Review of Cowboys

Cowboys (1980–1981)
9/10
''If a job's worth doing, it's worth doing wrong!''
16 February 2016
Warning: Spoilers
'Cowboys' was a very funny little series from 1980 which despite starring some of Britain's finest comedy talent ( not to mention an award-winning screenwriter ), has surprisingly ( and unfairly ) been forgotten. Now, let me start off by stating that this sitcom has absolutely nothing to do with baccy-chewing, gun slinging rednecks in the wild West but is in fact all about bone-idle, incompetent builders. Meet Joe Jones ( played to the hilt by the late Roy Kinnear ), managing director of Joe Jones. Ltd, a building firm which Joe started up after his used car business ceased trading. His only workmen are short-tempered plumber Richard Geyser ( Colin Welland, author of the Oscar winning 'Chariots Of Fire' ) who has a fondness for strange sandwiches, drunken Irish painter/decorator Wobbly Ron ( David Kelly, who coincidentally played another cowboy workman in the 'Fawlty Towers' episode 'The Builders' ) and gormless van driver Eric ( James Wardroper, the nephew of the show's producer Michael Mills ) whose driving skills would frighten a destruction derby driver.

Everything they did would end in disaster. In the first episode, they were given the job of renovating a dangerously dilapidated house which by the time they have had a go at it collapses completely. In another episode they were given the job of painting a local police station, however the paint they were using was the same stolen paint the police were trying to track down and in another they were required to add an extra sink in a hospital sluice room, which then culminated in the entire hospital being flooded.

As Jones, Kinnear hammed it up for all it was worth. I found it hilarious the way he grumbled and buried his chin into his chest whenever questioned about the relationship between him and his secretary Doreen ( the late Debbie Linden ), who was replaced in series two by the dim-witted ( and noticeably less attractive ) Muriel Bailey, who was portrayed by Janine Duvitski. Colin Welland stood out from all though as the grumpy plumber Geyser, though David Kelly got many of the laughs as Wobbly Ron. I felt his role as one-armed dishwasher Albert Riddle in 'Robin's Nest' never did him justice. Irritating though was James Wardroper as Eric, who when not shouting ''Knockout!'' whilst jumping in the air is causing mass destruction with his reckless driving.
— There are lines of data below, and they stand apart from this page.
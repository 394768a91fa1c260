//! Cell-related types and utilities
//!
//! This module contains:
//! - [`CellValue`] - The value stored in a cell
//! - [`CellAddress`] - A cell's location (e.g., "A1")
//! - [`CellRange`] - A range of cells (e.g., "A1:B10")
//! - [`CellData`] - Complete cell data including value and style

mod address;
mod storage;
mod value;

pub use address::{CellAddress, CellRange};
pub use storage::{CellData, CellStorage};
pub use value::{CellValue, SharedString, StringPool};
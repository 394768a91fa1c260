//! XLSX reader

use std::collections::HashMap;
use std::fs::File;
use std::io::{BufReader, Read, Seek};
use std::path::Path;

use quick_xml::events::Event;
use quick_xml::reader::Reader;

use crate::error::{XlsxError, XlsxResult};
use crate::styles::read_styles_xml;
use rentroll_core::style::Style;
use rentroll_core::{CellAddress, CellRange, CellValue, Workbook, Worksheet};

/// Decode Excel's `_xHHHH_` escape sequences in strings.
///
/// Excel uses this format to encode special characters in XML:
/// - `_x000d_` = CR (carriage return)
/// - `_x000a_` = LF (line feed)
/// - `_x0009_` = Tab
/// - `_x005f_` = Underscore (escaped underscore)
fn decode_excel_escapes(s: &str) -> String {
    let mut result = String::with_capacity(s.len());
    let mut chars = s.chars().peekable();

    while let Some(c) = chars.next() {
        if c == '_' {
            let mut hex_chars = String::new();
            let mut is_escape = false;

            if chars.peek() == Some(&'x') {
                chars.next(); // consume 'x'

                for _ in 0..4 {
                    if let Some(&ch) = chars.peek() {
                        if ch.is_ascii_hexdigit() {
                            hex_chars.push(ch);
                            chars.next();
                        } else {
                            break;
                        }
                    }
                }

                if hex_chars.len() == 4 && chars.peek() == Some(&'_') {
                    chars.next(); // consume closing '_'
                    if let Ok(code) = u32::from_str_radix(&hex_chars, 16) {
                        if let Some(decoded) = char::from_u32(code) {
                            result.push(decoded);
                            is_escape = true;
                        }
                    }
                }
            }

            if !is_escape {
                result.push('_');
                if !hex_chars.is_empty() {
                    result.push('x');
                    result.push_str(&hex_chars);
                }
            }
        } else {
            result.push(c);
        }
    }

    result
}

/// XLSX file reader
pub struct XlsxReader;
//! Error types for rentroll-core

use thiserror::Error;

/// Result type alias using [`Error`]
pub type Result<T> = std::result::Result<T, Error>;

/// Errors that can occur in rentroll-core
#[derive(Debug, Error)]
pub enum Error {
    /// Invalid cell address format
    #[error("Invalid cell address: {0}")]
    InvalidAddress(String),

    /// Invalid cell range format
    #[error("Invalid cell range: {0}")]
    InvalidRange(String),

    /// Row index out of bounds
    #[error("Row index {0} out of bounds (max: {1})")]
    RowOutOfBounds(u32, u32),

    /// Column index out of bounds
    #[error("Column index {0} out of bounds (max: {1})")]
    ColumnOutOfBounds(u16, u16),

    /// Sheet index out of bounds
    #[error("Sheet index {0} out of bounds (count: {1})")]
    SheetOutOfBounds(usize, usize),

    /// Sheet not found by name
    #[error("Sheet not found: {0}")]
    SheetNotFound(String),

    /// Invalid sheet name
    #[error("Invalid sheet name: {0}")]
    InvalidSheetName(String),

    /// Duplicate sheet name
    #[error("Sheet name already exists: {0}")]
    DuplicateSheetName(String),

    /// Generic error with message
    #[error("{0}")]
    Other(String),
}

impl Error {
    /// Create a new "other" error with a message
    pub fn other<S: Into<String>>(msg: S) -> Self {
        Error::Other(msg.into())
    }
}
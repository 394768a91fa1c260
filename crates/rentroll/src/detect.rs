//! Sheet structure detection
//!
//! Rent roll sheets carry no schema. The column layout is inferred from
//! a small header region: the file-type marker in the top-left cell
//! picks the unit column, and the code/amount/name columns are located
//! by scanning the header rows for known labels.

use rentroll_core::{CellValue, Worksheet};
use thiserror::Error;

/// Row index (0-based) of the primary header row ("row 6" on screen)
const HEADER_ROW: u32 = 5;

/// Fallback rows scanned when the code header is not in the primary row
const CODE_FALLBACK_ROWS: std::ops::RangeInclusive<u32> = 6..=11;

/// Errors from structure detection
///
/// These are the only fatal errors in the pipeline: without a unit and
/// code column there is nothing to extract.
#[derive(Debug, Error, Clone, PartialEq, Eq)]
pub enum DetectError {
    /// The top-left cell did not match either recognized layout
    #[error("Unit column could not be detected (row 1 mismatch)")]
    UnitColumn,

    /// No "Code" / "Rent Code" header in the scanned rows
    #[error("Rent Code column not found in row 6 or rows 7-12")]
    CodeColumn,
}

/// Detected column layout of a rent roll sheet
///
/// All indices are 0-based. `name_col` is `None` when no name header
/// was found; extraction then leaves resident names blank.
#[derive(Debug, Clone, Copy, PartialEq, Eq)]
pub struct ColumnMap {
    /// Column holding unit identifiers
    pub unit_col: u16,
    /// Column holding charge codes
    pub code_col: u16,
    /// Column holding charge amounts
    pub amount_col: u16,
    /// Column holding resident names, if one was found
    pub name_col: Option<u16>,
}

/// Infer the column layout of a rent roll sheet
///
/// Steps, in order:
///
/// 1. **Unit column** from the file-type marker in the top-left cell:
///    text starting with "affordable" puts units in column C, text
///    starting with "rent" puts them in column A. Anything else fails.
/// 2. **Code column**: a cell reading exactly "code" or "rent code" in
///    the header row, falling back to rows 7-12 (row-major, first
///    match) for layouts that push the header down.
/// 3. **Amount column**: a header-row cell containing "amount", or the
///    column right after the code column when none is labeled.
/// 4. **Name column**: a cell containing "name" in the header row, then
///    the row above it. Missing names are a warning, not a failure.
pub fn detect_structure(sheet: &Worksheet) -> Result<ColumnMap, DetectError> {
    let max_col = sheet.last_used_column();

    let unit_col = detect_unit_column(sheet).ok_or(DetectError::UnitColumn)?;
    let code_col = detect_code_column(sheet, max_col).ok_or(DetectError::CodeColumn)?;

    let amount_col = scan_row(sheet, HEADER_ROW, max_col, |t| t.contains("amount"))
        .unwrap_or(code_col + 1);

    let name_col = scan_row(sheet, HEADER_ROW, max_col, |t| t.contains("name"))
        .or_else(|| scan_row(sheet, HEADER_ROW - 1, max_col, |t| t.contains("name")));
    if name_col.is_none() {
        log::warn!(
            "sheet '{}': name column not found in rows 5-6, resident names will be blank",
            sheet.name()
        );
    }

    let map = ColumnMap {
        unit_col,
        code_col,
        amount_col,
        name_col,
    };
    log::debug!("sheet '{}': detected columns {:?}", sheet.name(), map);
    Ok(map)
}

fn detect_unit_column(sheet: &Worksheet) -> Option<u16> {
    let title = sheet.text_at(0, 0).to_lowercase();
    if title.starts_with("affordable") {
        Some(2)
    } else if title.starts_with("rent") {
        Some(0)
    } else {
        None
    }
}

fn detect_code_column(sheet: &Worksheet, max_col: u16) -> Option<u16> {
    let is_code_header = |t: &str| t == "code" || t == "rent code";

    scan_row(sheet, HEADER_ROW, max_col, is_code_header)
        .or_else(|| CODE_FALLBACK_ROWS.find_map(|row| scan_row(sheet, row, max_col, is_code_header)))
}

/// Scan one header row left to right for a text cell matching the
/// predicate (applied to the trimmed, lowercased text)
fn scan_row<F>(sheet: &Worksheet, row: u32, max_col: u16, pred: F) -> Option<u16>
where
    F: Fn(&str) -> bool,
{
    (0..=max_col).find(|&col| {
        // Only text cells count as headers; numbers never match
        match sheet.get_value_at(row, col) {
            CellValue::String(s) => pred(&s.as_str().trim().to_lowercase()),
            _ => false,
        }
    })
}

#[cfg(test)]
mod tests {
    use super::*;
    use pretty_assertions::assert_eq;

    fn sheet_with_title(title: &str) -> Worksheet {
        let mut ws = Worksheet::new("Sheet1");
        ws.set_cell_value_at(0, 0, title).unwrap();
        ws.set_cell_value_at(HEADER_ROW, 1, "Code").unwrap();
        ws.set_cell_value_at(HEADER_ROW, 2, "Amount").unwrap();
        ws
    }

    #[test]
    fn test_affordable_layout_uses_column_c() {
        let map = detect_structure(&sheet_with_title("Affordable Rent Roll")).unwrap();
        assert_eq!(map.unit_col, 2);
    }

    #[test]
    fn test_rent_roll_layout_uses_column_a() {
        let map = detect_structure(&sheet_with_title("Rent Roll - May 2024")).unwrap();
        assert_eq!(map.unit_col, 0);
    }

    #[test]
    fn test_unknown_title_fails() {
        let err = detect_structure(&sheet_with_title("Ledger")).unwrap_err();
        assert_eq!(err, DetectError::UnitColumn);
    }

    #[test]
    fn test_code_header_variants() {
        let mut ws = Worksheet::new("Sheet1");
        ws.set_cell_value_at(0, 0, "Rent Roll").unwrap();
        ws.set_cell_value_at(HEADER_ROW, 3, "  RENT CODE ").unwrap();
        let map = detect_structure(&ws).unwrap();
        assert_eq!(map.code_col, 3);
        // No amount header: defaults to the next column over
        assert_eq!(map.amount_col, 4);
    }

    #[test]
    fn test_code_header_found_via_fallback_rows() {
        let mut ws = Worksheet::new("Sheet1");
        ws.set_cell_value_at(0, 0, "Rent Roll").unwrap();
        // Header pushed down to on-screen row 9
        ws.set_cell_value_at(8, 2, "Code").unwrap();
        let map = detect_structure(&ws).unwrap();
        assert_eq!(map.code_col, 2);
    }

    #[test]
    fn test_missing_code_header_fails() {
        let mut ws = Worksheet::new("Sheet1");
        ws.set_cell_value_at(0, 0, "Rent Roll").unwrap();
        ws.set_cell_value_at(HEADER_ROW, 1, "Description").unwrap();
        let err = detect_structure(&ws).unwrap_err();
        assert_eq!(err, DetectError::CodeColumn);
    }

    #[test]
    fn test_numeric_cells_are_not_headers() {
        let mut ws = Worksheet::new("Sheet1");
        ws.set_cell_value_at(0, 0, "Rent Roll").unwrap();
        ws.set_cell_value_at(HEADER_ROW, 0, 1234.0).unwrap();
        ws.set_cell_value_at(HEADER_ROW, 1, "Code").unwrap();
        let map = detect_structure(&ws).unwrap();
        assert_eq!(map.code_col, 1);
    }

    #[test]
    fn test_name_column_detection() {
        let mut ws = sheet_with_title("Rent Roll");
        ws.set_cell_value_at(HEADER_ROW, 4, "Resident Name").unwrap();
        let map = detect_structure(&ws).unwrap();
        assert_eq!(map.name_col, Some(4));
    }

    #[test]
    fn test_name_column_falls_back_to_row_above() {
        let mut ws = sheet_with_title("Rent Roll");
        ws.set_cell_value_at(HEADER_ROW - 1, 5, "Name").unwrap();
        let map = detect_structure(&ws).unwrap();
        assert_eq!(map.name_col, Some(5));
    }

    #[test]
    fn test_missing_name_column_is_not_fatal() {
        let map = detect_structure(&sheet_with_title("Rent Roll")).unwrap();
        assert_eq!(map.name_col, None);
    }
}
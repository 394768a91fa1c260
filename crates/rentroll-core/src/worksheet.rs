//! Worksheet type

use crate::cell::{CellAddress, CellData, CellRange, CellStorage, CellValue};
use crate::error::{Error, Result};
use crate::style::Style;
use crate::{MAX_COLS, MAX_ROWS};

/// A worksheet (single sheet in a workbook)
#[derive(Debug)]
pub struct Worksheet {
    /// Sheet name
    name: String,
    /// Cell storage
    cells: CellStorage,
}

impl Worksheet {
    /// Create a new worksheet with the given name
    pub fn new<S: Into<String>>(name: S) -> Self {
        Self {
            name: name.into(),
            cells: CellStorage::new(),
        }
    }

    /// Get the sheet name
    pub fn name(&self) -> &str {
        &self.name
    }

    /// Set the sheet name
    pub fn set_name<S: Into<String>>(&mut self, name: S) {
        self.name = name.into();
    }

    // === Cell Access ===

    /// Get a cell by address string (e.g., "A1")
    pub fn cell(&self, address: &str) -> Result<Option<&CellData>> {
        let addr = CellAddress::parse(address)?;
        Ok(self.cells.get(addr.row, addr.col))
    }

    /// Get a cell by row and column indices
    pub fn cell_at(&self, row: u32, col: u16) -> Option<&CellData> {
        self.cells.get(row, col)
    }

    /// Get cell value by address string
    pub fn get_value(&self, address: &str) -> Result<CellValue> {
        let addr = CellAddress::parse(address)?;
        Ok(self.get_value_at(addr.row, addr.col))
    }

    /// Get cell value by indices (Empty if the cell does not exist)
    pub fn get_value_at(&self, row: u32, col: u16) -> CellValue {
        self.cells
            .get(row, col)
            .map(|c| c.value.clone())
            .unwrap_or(CellValue::Empty)
    }

    /// Get the rendered text of a cell, trimmed of surrounding whitespace
    ///
    /// Numbers render via their Display form, empty cells as "".
    pub fn text_at(&self, row: u32, col: u16) -> String {
        match self.cells.get(row, col) {
            Some(c) => c.value.to_string().trim().to_string(),
            None => String::new(),
        }
    }

    /// Get a cell's style index by row/column
    ///
    /// Returns 0 if the cell does not exist or has the default style.
    pub fn cell_style_index_at(&self, row: u32, col: u16) -> u32 {
        self.cells.get(row, col).map(|c| c.style_index).unwrap_or(0)
    }

    /// Get a style by its index in this worksheet's style pool
    pub fn style_by_index(&self, style_index: u32) -> Option<&Style> {
        self.cells.style_pool().get(style_index)
    }

    /// Get the non-default style applied to a cell, if any
    pub fn cell_style_at(&self, row: u32, col: u16) -> Option<&Style> {
        let idx = self.cell_style_index_at(row, col);
        if idx == 0 {
            None
        } else {
            self.style_by_index(idx)
        }
    }

    /// Check whether a cell renders in a bold font
    pub fn is_bold_at(&self, row: u32, col: u16) -> bool {
        self.cell_style_at(row, col)
            .map(|s| s.font.bold)
            .unwrap_or(false)
    }

    // === Cell Modification ===

    /// Set a cell value by address string
    pub fn set_cell_value<V: Into<CellValue>>(&mut self, address: &str, value: V) -> Result<()> {
        let addr = CellAddress::parse(address)?;
        self.set_cell_value_at(addr.row, addr.col, value)
    }

    /// Set a cell value by row and column indices
    pub fn set_cell_value_at<V: Into<CellValue>>(
        &mut self,
        row: u32,
        col: u16,
        value: V,
    ) -> Result<()> {
        self.validate_cell_position(row, col)?;
        self.cells.set_value(row, col, value.into());
        Ok(())
    }

    /// Set a cell style by address string
    pub fn set_cell_style(&mut self, address: &str, style: &Style) -> Result<()> {
        let addr = CellAddress::parse(address)?;
        self.set_cell_style_at(addr.row, addr.col, style)
    }

    /// Set a cell style by row and column indices
    pub fn set_cell_style_at(&mut self, row: u32, col: u16, style: &Style) -> Result<()> {
        self.validate_cell_position(row, col)?;
        let style_index = self.cells.style_pool_mut().get_or_insert(style.clone());
        self.cells.set_style(row, col, style_index);
        Ok(())
    }

    /// Set a raw style index for a cell (index must come from this sheet's pool)
    pub fn set_cell_style_index_at(&mut self, row: u32, col: u16, style_index: u32) -> Result<()> {
        self.validate_cell_position(row, col)?;
        self.cells.set_style(row, col, style_index);
        Ok(())
    }

    /// Clear a cell by indices
    pub fn clear_cell_at(&mut self, row: u32, col: u16) {
        self.cells.remove(row, col);
    }

    // === Range Operations ===

    /// Get the used range (bounds of all non-empty cells)
    pub fn used_range(&self) -> Option<CellRange> {
        self.cells
            .used_bounds()
            .map(|(min_row, min_col, max_row, max_col)| {
                CellRange::from_indices(min_row, min_col, max_row, max_col)
            })
    }

    /// The last row index containing data, or None if the sheet is empty
    pub fn last_used_row(&self) -> Option<u32> {
        self.cells.used_bounds().map(|(_, _, max_row, _)| max_row)
    }

    /// The last column index containing data
    ///
    /// Returns 0 for an empty sheet so that appended data starts right
    /// after column A.
    pub fn last_used_column(&self) -> u16 {
        self.cells
            .used_bounds()
            .map(|(_, _, _, max_col)| max_col)
            .unwrap_or(0)
    }

    /// Iterate over all non-empty cells in row order
    pub fn iter_cells(&self) -> impl Iterator<Item = (u32, u16, &CellData)> {
        self.cells.iter()
    }

    /// Iterate over non-empty cells in a specific row
    pub fn iter_row(&self, row: u32) -> impl Iterator<Item = (u16, &CellData)> {
        self.cells.iter_row(row)
    }

    // === Dimensions ===

    /// Get a column's width in characters
    pub fn column_width(&self, col: u16) -> f64 {
        self.cells.column_width(col)
    }

    /// Set a column's width in characters
    pub fn set_column_width(&mut self, col: u16, width: f64) -> Result<()> {
        if col >= MAX_COLS {
            return Err(Error::ColumnOutOfBounds(col, MAX_COLS - 1));
        }
        self.cells.set_column_width(col, width);
        Ok(())
    }

    /// Get a row's height in points
    pub fn row_height(&self, row: u32) -> f64 {
        self.cells.row_height(row)
    }

    /// Set a row's height in points
    pub fn set_row_height(&mut self, row: u32, height: f64) -> Result<()> {
        if row >= MAX_ROWS {
            return Err(Error::RowOutOfBounds(row, MAX_ROWS - 1));
        }
        self.cells.set_row_height(row, height);
        Ok(())
    }

    /// Get merged regions
    pub fn merged_regions(&self) -> &[CellRange] {
        self.cells.merged_regions()
    }

    /// Add a merged region
    pub fn add_merged_region(&mut self, range: CellRange) {
        self.cells.add_merged_region(range);
    }

    /// Access the underlying cell storage
    pub fn storage(&self) -> &CellStorage {
        &self.cells
    }

    /// Access the underlying cell storage mutably
    pub fn storage_mut(&mut self) -> &mut CellStorage {
        &mut self.cells
    }

    fn validate_cell_position(&self, row: u32, col: u16) -> Result<()> {
        if row >= MAX_ROWS {
            return Err(Error::RowOutOfBounds(row, MAX_ROWS - 1));
        }
        if col >= MAX_COLS {
            return Err(Error::ColumnOutOfBounds(col, MAX_COLS - 1));
        }
        Ok(())
    }
}

#[cfg(test)]
mod tests {
    use super::*;
    use crate::style::Color;

    #[test]
    fn test_cell_values() {
        let mut ws = Worksheet::new("Test");

        ws.set_cell_value("A1", "Unit").unwrap();
        ws.set_cell_value_at(0, 1, 42.5).unwrap();

        assert_eq!(ws.get_value("A1").unwrap().as_string(), Some("Unit"));
        assert_eq!(ws.get_value_at(0, 1).as_number(), Some(42.5));
        assert!(ws.get_value_at(5, 5).is_empty());
    }

    #[test]
    fn test_text_at() {
        let mut ws = Worksheet::new("Test");
        ws.set_cell_value_at(0, 0, "  Rent Code  ").unwrap();
        ws.set_cell_value_at(1, 0, 1050.0).unwrap();

        assert_eq!(ws.text_at(0, 0), "Rent Code");
        assert_eq!(ws.text_at(1, 0), "1050");
        assert_eq!(ws.text_at(9, 9), "");
    }

    #[test]
    fn test_bold_detection() {
        let mut ws = Worksheet::new("Test");

        ws.set_cell_value_at(0, 0, "Header").unwrap();
        ws.set_cell_style_at(0, 0, &Style::new().bold(true)).unwrap();
        ws.set_cell_value_at(1, 0, "101A").unwrap();

        assert!(ws.is_bold_at(0, 0));
        assert!(!ws.is_bold_at(1, 0));
        assert!(!ws.is_bold_at(7, 7)); // missing cell
    }

    #[test]
    fn test_style_preserved_on_value_change() {
        let mut ws = Worksheet::new("Test");

        ws.set_cell_value_at(0, 0, "x").unwrap();
        ws.set_cell_style_at(0, 0, &Style::new().font_color(Color::RED))
            .unwrap();
        ws.set_cell_value_at(0, 0, "y").unwrap();

        let style = ws.cell_style_at(0, 0).unwrap();
        assert_eq!(style.font.color, Color::RED);
    }

    #[test]
    fn test_last_used_column() {
        let mut ws = Worksheet::new("Test");
        assert_eq!(ws.last_used_column(), 0);

        ws.set_cell_value_at(0, 4, "e").unwrap();
        ws.set_cell_value_at(3, 2, "c").unwrap();
        assert_eq!(ws.last_used_column(), 4);
        assert_eq!(ws.last_used_row(), Some(3));
    }

    #[test]
    fn test_bounds_validation() {
        let mut ws = Worksheet::new("Test");
        assert!(ws.set_cell_value_at(crate::MAX_ROWS, 0, 1.0).is_err());
    }
}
After 'Cowboys' ended, Kinnear took the lead role in what would be his final sitcom, the short lived 'The Clairvoyant', penned by Roy Clarke in which he was a used car salesman who thinks he has developed psychic powers after being involved in a hit and run accident. Sadly, not many viewers cared for the show and as a result it never made it past a first series. Peter Learmouth, who wrote the show, later wrote medical sitcom 'Surgical Spirit' and then the dire 'Let Them Eat Cake' ( which starred Dawn French and Jennifer Saunders ) but 'Cowboys' in my opinion was his best.